Facebook’s parent company Meta Platforms on Monday said it has filed a federal lawsuit in the U.S. state of California against bad actors who operated more than 39,000 phishing websites that impersonated its digital properties to mislead unsuspecting users into divulging their login credentials.
The social engineering scheme involved the creation of rogue webpages that masqueraded as the login pages of Facebook, Messenger, Instagram, and WhatsApp, on which victims were prompted to enter their usernames and passwords that were then harvested by the defendants. The tech giant is also seeking $500,000 from the anonymous actors.
The attacks were carried out using a relay service, Ngrok, that redirected internet traffic to the phishing websites in a manner that concealed the true location of the fraudulent infrastructure. Meta said the volume of these phishing attacks ramped up in volume since March 2021 and that it worked with the relay service to suspend thousands of URLs to the phishing websites.
“This lawsuit is one more step in our ongoing efforts to protect people’s safety and privacy, send a clear message to those trying to abuse our platform, and increase accountability of those who abuse technology,” Jessica Romero, Meta’s director of platform enforcement and litigation, said in a statement.
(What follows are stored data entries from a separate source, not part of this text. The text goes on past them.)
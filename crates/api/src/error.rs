use axum::http::StatusCode;
use axum::response::{IntoResponse, Response};
use formforge_core::error::CoreError;
use formforge_store::StoreError;
use serde_json::json;

/// Application-level error type for HTTP handlers.
///
/// Wraps [`CoreError`] for domain errors and [`StoreError`] for persistence
/// failures. Implements [`IntoResponse`] to produce consistent JSON error
/// responses.
#[derive(Debug, thiserror::Error)]
pub enum AppError {
    /// A domain-level error from `formforge_core`.
    #[error(transparent)]
    Core(#[from] CoreError),

    /// A persistence error from `formforge_store`.
    #[error(transparent)]
    Store(#[from] StoreError),
}

/// Convenience type alias for handler return values.
pub type AppResult<T> = Result<T, AppError>;

impl IntoResponse for AppError {
    fn into_response(self) -> Response {
        let (status, code, message) = match &self {
            // --- CoreError variants ---
            AppError::Core(core) => match core {
                CoreError::NotFound { entity, id } => (
                    StatusCode::NOT_FOUND,
                    "NOT_FOUND",
                    format!("{entity} with id {id} not found"),
                ),
                CoreError::Validation(msg) => {
                    (StatusCode::BAD_REQUEST, "VALIDATION_ERROR", msg.clone())
                }
                CoreError::NotPublished { id } => (
                    StatusCode::CONFLICT,
                    "NOT_PUBLISHED",
                    format!("Form {id} is not published yet"),
                ),
                CoreError::Unauthorized(msg) => {
                    (StatusCode::UNAUTHORIZED, "UNAUTHORIZED", msg.clone())
                }
                CoreError::Internal(msg) => {
                    tracing::error!(error = %msg, "Internal core error");
                    (
                        StatusCode::INTERNAL_SERVER_ERROR,
                        "INTERNAL_ERROR",
                        "An internal error occurred".to_string(),
                    )
                }
            },

            // --- Persistence errors ---
            AppError::Store(store) => classify_store_error(store),
        };

        let body = json!({
            "error": message,
            "code": code,
        });

        (status, axum::Json(body)).into_response()
    }
}

/// Classify a store error into an HTTP status, error code, and message.
///
/// An unavailable backend is fatal to the operation and must never look
/// like success: it maps to 503 so clients see the failure. Corrupt or
/// unencodable documents are internal faults with sanitized messages.
fn classify_store_error(err: &StoreError) -> (StatusCode, &'static str, String) {
    match err {
        StoreError::Unavailable(msg) => {
            tracing::error!(error = %msg, "Storage unavailable");
            (
                StatusCode::SERVICE_UNAVAILABLE,
                "STORAGE_UNAVAILABLE",
                "Storage is currently unavailable".to_string(),
            )
        }
        StoreError::Corrupt { name, source } => {
            tracing::error!(document = %name, error = %source, "Corrupt stored document");
            (
                StatusCode::INTERNAL_SERVER_ERROR,
                "INTERNAL_ERROR",
                "An internal error occurred".to_string(),
            )
        }
        StoreError::Encode { name, source } => {
            tracing::error!(document = %name, error = %source, "Failed to encode document");
            (
                StatusCode::INTERNAL_SERVER_ERROR,
                "INTERNAL_ERROR",
                "An internal error occurred".to_string(),
            )
        }
    }
}
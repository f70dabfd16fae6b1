//! Shared query parameter types for API handlers.

use serde::Deserialize;

/// Query parameters of the forms list (`?search=&page=`).
///
/// `page` is 1-based and is deliberately NOT reset or clamped when the
/// search filter changes. An out-of-range page renders as an empty page
/// with its requested index, so clients can detect and correct it.
#[derive(Debug, Deserialize)]
pub struct FormsListParams {
    pub search: Option<String>,
    pub page: Option<usize>,
}
//! Handlers for the draft-autosave slot.
//!
//! The slot mirrors the working state of a *new* (idless) editor session on
//! every change and is restored on the next new session only. Drafts carry
//! no form id, so they can never leak into the editing session of a saved
//! form.

use axum::extract::State;
use axum::http::StatusCode;
use axum::response::IntoResponse;
use axum::Json;

use formforge_core::editor::Draft;
use formforge_store::DraftRepo;

use crate::error::AppResult;
use crate::middleware::auth::AuthUser;
use crate::response::DataResponse;
use crate::state::AppState;

/// GET /api/v1/draft
///
/// The autosaved draft, or 204 when the slot is empty.
pub async fn get_draft(
    _user: AuthUser,
    State(state): State<AppState>,
) -> AppResult<impl IntoResponse> {
    let draft = DraftRepo::load(state.storage.as_ref())?;

    match draft {
        Some(d) => Ok(Json(DataResponse { data: d }).into_response()),
        None => Ok(StatusCode::NO_CONTENT.into_response()),
    }
}

/// PUT /api/v1/draft
///
/// Mirror the current idless editing state into the slot.
pub async fn save_draft(
    _user: AuthUser,
    State(state): State<AppState>,
    Json(draft): Json<Draft>,
) -> AppResult<impl IntoResponse> {
    DraftRepo::save(state.storage.as_ref(), &draft)?;
    Ok(Json(DataResponse { data: draft }))
}

/// DELETE /api/v1/draft
///
/// Clear the slot (reset, or first save of the session).
pub async fn clear_draft(
    _user: AuthUser,
    State(state): State<AppState>,
) -> AppResult<impl IntoResponse> {
    DraftRepo::clear(state.storage.as_ref())?;
    Ok(StatusCode::NO_CONTENT)
}
//! Storage backends: named JSON documents over memory or disk.

use std::collections::HashMap;
use std::io::ErrorKind;
use std::path::{Path, PathBuf};
use std::sync::Mutex;

use crate::error::StoreError;

/// A durable key-value store of named JSON documents.
///
/// Reads and writes are synchronous and complete before returning; a write
/// replaces the whole document under its name.
pub trait Storage: Send + Sync {
    /// Read the document under `name`, or `None` if it was never written.
    fn read_document(&self, name: &str) -> Result<Option<String>, StoreError>;

    /// Overwrite the document under `name`.
    fn write_document(&self, name: &str, contents: &str) -> Result<(), StoreError>;

    /// Remove the document under `name`. Removing an absent document is a
    /// no-op.
    fn delete_document(&self, name: &str) -> Result<(), StoreError>;
}

// ---------------------------------------------------------------------------
// In-memory backend
// ---------------------------------------------------------------------------

/// Volatile backend for tests and ephemeral runs.
#[derive(Debug, Default)]
pub struct MemoryStorage {
    documents: Mutex<HashMap<String, String>>,
}

impl MemoryStorage {
    pub fn new() -> Self {
        Self::default()
    }

    fn lock(&self) -> Result<std::sync::MutexGuard<'_, HashMap<String, String>>, StoreError> {
        self.documents
            .lock()
            .map_err(|_| StoreError::Unavailable("storage lock poisoned".into()))
    }
}

impl Storage for MemoryStorage {
    fn read_document(&self, name: &str) -> Result<Option<String>, StoreError> {
        Ok(self.lock()?.get(name).cloned())
    }

    fn write_document(&self, name: &str, contents: &str) -> Result<(), StoreError> {
        self.lock()?.insert(name.to_string(), contents.to_string());
        Ok(())
    }

    fn delete_document(&self, name: &str) -> Result<(), StoreError> {
        self.lock()?.remove(name);
        Ok(())
    }
}

// ---------------------------------------------------------------------------
// On-disk backend
// ---------------------------------------------------------------------------

/// One `<name>.json` file per document under a data directory.
#[derive(Debug, Clone)]
pub struct FileStorage {
    dir: PathBuf,
}

impl FileStorage {
    /// Open (creating if needed) the data directory.
    pub fn open(dir: impl Into<PathBuf>) -> Result<Self, StoreError> {
        let dir = dir.into();
        std::fs::create_dir_all(&dir)
            .map_err(|err| StoreError::Unavailable(format!("cannot create {dir:?}: {err}")))?;
        Ok(FileStorage { dir })
    }

    fn document_path(&self, name: &str) -> PathBuf {
        self.dir.join(format!("{name}.json"))
    }

    pub fn dir(&self) -> &Path {
        &self.dir
    }
}

impl Storage for FileStorage {
    fn read_document(&self, name: &str) -> Result<Option<String>, StoreError> {
        match std::fs::read_to_string(self.document_path(name)) {
            Ok(contents) => Ok(Some(contents)),
            Err(err) if err.kind() == ErrorKind::NotFound => Ok(None),
            Err(err) => Err(StoreError::Unavailable(format!(
                "cannot read document '{name}': {err}"
            ))),
        }
    }

    fn write_document(&self, name: &str, contents: &str) -> Result<(), StoreError> {
        std::fs::write(self.document_path(name), contents).map_err(|err| {
            StoreError::Unavailable(format!("cannot write document '{name}': {err}"))
        })
    }

    fn delete_document(&self, name: &str) -> Result<(), StoreError> {
        match std::fs::remove_file(self.document_path(name)) {
            Ok(()) => Ok(()),
            Err(err) if err.kind() == ErrorKind::NotFound => Ok(()),
            Err(err) => Err(StoreError::Unavailable(format!(
                "cannot delete document '{name}': {err}"
            ))),
        }
    }
}
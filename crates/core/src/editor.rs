//! The form editor session: title/description/theme state composed with the
//! question model, plus the save/publish lifecycle.
//!
//! The session is a synchronous state machine -- every operation completes
//! before the next one is applied. Persistence is the caller's job: `save`
//! and `publish` hand back the documents to write, they never touch a store
//! themselves.

use serde::{Deserialize, Serialize};

use crate::error::CoreError;
use crate::form::{Form, PublishedForm, DEFAULT_DESCRIPTION, DEFAULT_TITLE};
use crate::question::{QuestionList, QuestionType};
use crate::theme::Theme;
use crate::types::{new_id, FormId, QuestionId, Timestamp};

/// The draft-autosave document mirrored on every change of a *new* (idless)
/// editing session. Deliberately carries no identifier, so a draft can never
/// leak into the editing session of a saved form.
#[derive(Debug, Clone, PartialEq, Serialize, Deserialize)]
pub struct Draft {
    pub title: String,
    pub description: String,
    #[serde(default)]
    pub theme: Theme,
    #[serde(default)]
    pub questions: QuestionList,
}

/// In-memory editing state for one form.
#[derive(Debug, Clone, PartialEq)]
pub struct EditorSession {
    /// Assigned on first save and stable thereafter.
    pub id: Option<FormId>,
    pub title: String,
    pub description: String,
    pub theme: Theme,
    pub questions: QuestionList,
    pub published: bool,
    /// The shareable link of the current published snapshot, if any.
    pub published_link: Option<String>,
    created_at: Option<Timestamp>,
}

impl Default for EditorSession {
    fn default() -> Self {
        Self::new()
    }
}

impl EditorSession {
    /// A new, never-saved form with placeholder title and description.
    pub fn new() -> Self {
        EditorSession {
            id: None,
            title: DEFAULT_TITLE.to_string(),
            description: DEFAULT_DESCRIPTION.to_string(),
            theme: Theme::default(),
            questions: QuestionList::new(),
            published: false,
            published_link: None,
            created_at: None,
        }
    }

    /// Open a saved form for editing. `published_link` is the link of its
    /// published snapshot when one exists.
    pub fn from_form(form: Form, published_link: Option<String>) -> Self {
        EditorSession {
            id: Some(form.id),
            title: form.title,
            description: form.description,
            theme: form.theme,
            questions: form.questions,
            published: form.published,
            published_link,
            created_at: Some(form.created_at),
        }
    }

    /// Restore an idless session from the draft-autosave slot.
    pub fn from_draft(draft: Draft) -> Self {
        EditorSession {
            id: None,
            title: draft.title,
            description: draft.description,
            theme: draft.theme,
            questions: draft.questions,
            published: false,
            published_link: None,
            created_at: None,
        }
    }

    /// The draft document mirroring the current state.
    pub fn draft(&self) -> Draft {
        Draft {
            title: self.title.clone(),
            description: self.description.clone(),
            theme: self.theme,
            questions: self.questions.clone(),
        }
    }

    // -- metadata ------------------------------------------------------------

    pub fn set_title(&mut self, title: impl Into<String>) {
        self.title = title.into();
    }

    pub fn set_description(&mut self, description: impl Into<String>) {
        self.description = description.into();
    }

    pub fn set_theme(&mut self, theme: Theme) {
        self.theme = theme;
    }

    // -- question operations -------------------------------------------------

    pub fn add_question(&mut self, question_type: QuestionType) {
        self.with_questions(|q| q.add(question_type));
    }

    pub fn remove_question(&mut self, id: QuestionId) {
        self.with_questions(|q| q.remove(id));
    }

    pub fn update_question_text(&mut self, id: QuestionId, text: impl Into<String>) {
        let text = text.into();
        self.with_questions(|q| q.update_text(id, text));
    }

    pub fn add_option(&mut self, id: QuestionId) {
        self.with_questions(|q| q.add_option(id));
    }

    pub fn update_option(
        &mut self,
        id: QuestionId,
        index: usize,
        value: impl Into<String>,
    ) -> Result<(), CoreError> {
        // Work on a copy so a rejected update leaves the list intact.
        let updated = self.questions.clone().update_option(id, index, value)?;
        self.questions = updated;
        Ok(())
    }

    pub fn toggle_required(&mut self, id: QuestionId) {
        self.with_questions(|q| q.toggle_required(id));
    }

    pub fn duplicate_question(&mut self, id: QuestionId) {
        self.with_questions(|q| q.duplicate(id));
    }

    /// Apply the end of a drag: `over` is the question the drag was dropped
    /// on, or `None` when it was dropped outside any valid target (a no-op,
    /// not an error).
    pub fn apply_drop(&mut self, from: QuestionId, over: Option<QuestionId>) {
        if let Some(to) = over {
            if from != to {
                self.with_questions(|q| q.reorder(from, to));
            }
        }
    }

    fn with_questions(&mut self, apply: impl FnOnce(QuestionList) -> QuestionList) {
        self.questions = apply(std::mem::take(&mut self.questions));
    }

    // -- lifecycle -----------------------------------------------------------

    /// Commit the current state as a form document, assigning an id (and
    /// creation time) on the first save only. The caller upserts the result
    /// into the saved-forms collection.
    pub fn save(&mut self, now: Timestamp) -> Form {
        let id = *self.id.get_or_insert_with(new_id);
        let created_at = *self.created_at.get_or_insert(now);
        Form {
            id,
            title: self.title.clone(),
            description: self.description.clone(),
            theme: self.theme,
            questions: self.questions.clone(),
            published: self.published,
            created_at,
        }
    }

    /// Validate and publish: returns the saved copy (now marked published)
    /// and the independent snapshot for the published-forms collection.
    ///
    /// On validation failure the session is left untouched and nothing may
    /// be written.
    pub fn publish(
        &mut self,
        base_url: &str,
        now: Timestamp,
    ) -> Result<(Form, PublishedForm), CoreError> {
        let candidate = Form {
            id: self.id.unwrap_or_else(new_id),
            title: self.title.clone(),
            description: self.description.clone(),
            theme: self.theme,
            questions: self.questions.clone(),
            published: true,
            created_at: self.created_at.unwrap_or(now),
        };
        candidate.validate_for_publish()?;

        self.id = Some(candidate.id);
        self.created_at = Some(candidate.created_at);
        self.published = true;

        let snapshot = PublishedForm::snapshot_of(&candidate, base_url);
        self.published_link = Some(snapshot.link.clone());
        Ok((candidate, snapshot))
    }

    /// The current published snapshot's link. Never fabricated: requesting
    /// it before the first publish is an error.
    pub fn copy_link(&self) -> Result<&str, CoreError> {
        match &self.published_link {
            Some(link) => Ok(link),
            None => Err(CoreError::NotPublished {
                id: self.id.unwrap_or_default(),
            }),
        }
    }

    /// Revert to default title/description, an empty question list, and the
    /// default theme. Confirmation happens in the client; the caller also
    /// clears the draft-autosave slot.
    pub fn reset(&mut self) {
        self.title = DEFAULT_TITLE.to_string();
        self.description = DEFAULT_DESCRIPTION.to_string();
        self.theme = Theme::default();
        self.questions = QuestionList::new();
    }
}
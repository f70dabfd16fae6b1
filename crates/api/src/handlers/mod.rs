//! Request handlers.
//!
//! Each submodule provides async handler functions for one part of the
//! surface. Handlers delegate to the repositories in `formforge_store` and
//! the domain model in `formforge_core`, and map errors via [`AppError`].
//!
//! [`AppError`]: crate::error::AppError

pub mod draft;
pub mod forms;
pub mod meta;
pub mod respond;
pub mod responses;
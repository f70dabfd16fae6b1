//! Route definitions for the responses viewer, mounted at `/responses`.

use axum::routing::get;
use axum::Router;

use crate::handlers::responses;
use crate::state::AppState;

/// ```text
/// GET /{id}  -> list_responses
/// ```
pub fn router() -> Router<AppState> {
    Router::new().route("/{id}", get(responses::list_responses))
}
The litigation comes days after the social technology company announced it took steps to disrupt the activities of seven surveillance-for-hire outfits that created over 1,500 fake accounts on Facebook and Instagram to target 50,000 users located in over 100 countries. Last month, Meta said it had banned four malicious cyber groups for targeting journalists, humanitarian organizations, and anti-regime military forces in Afghanistan and Syria.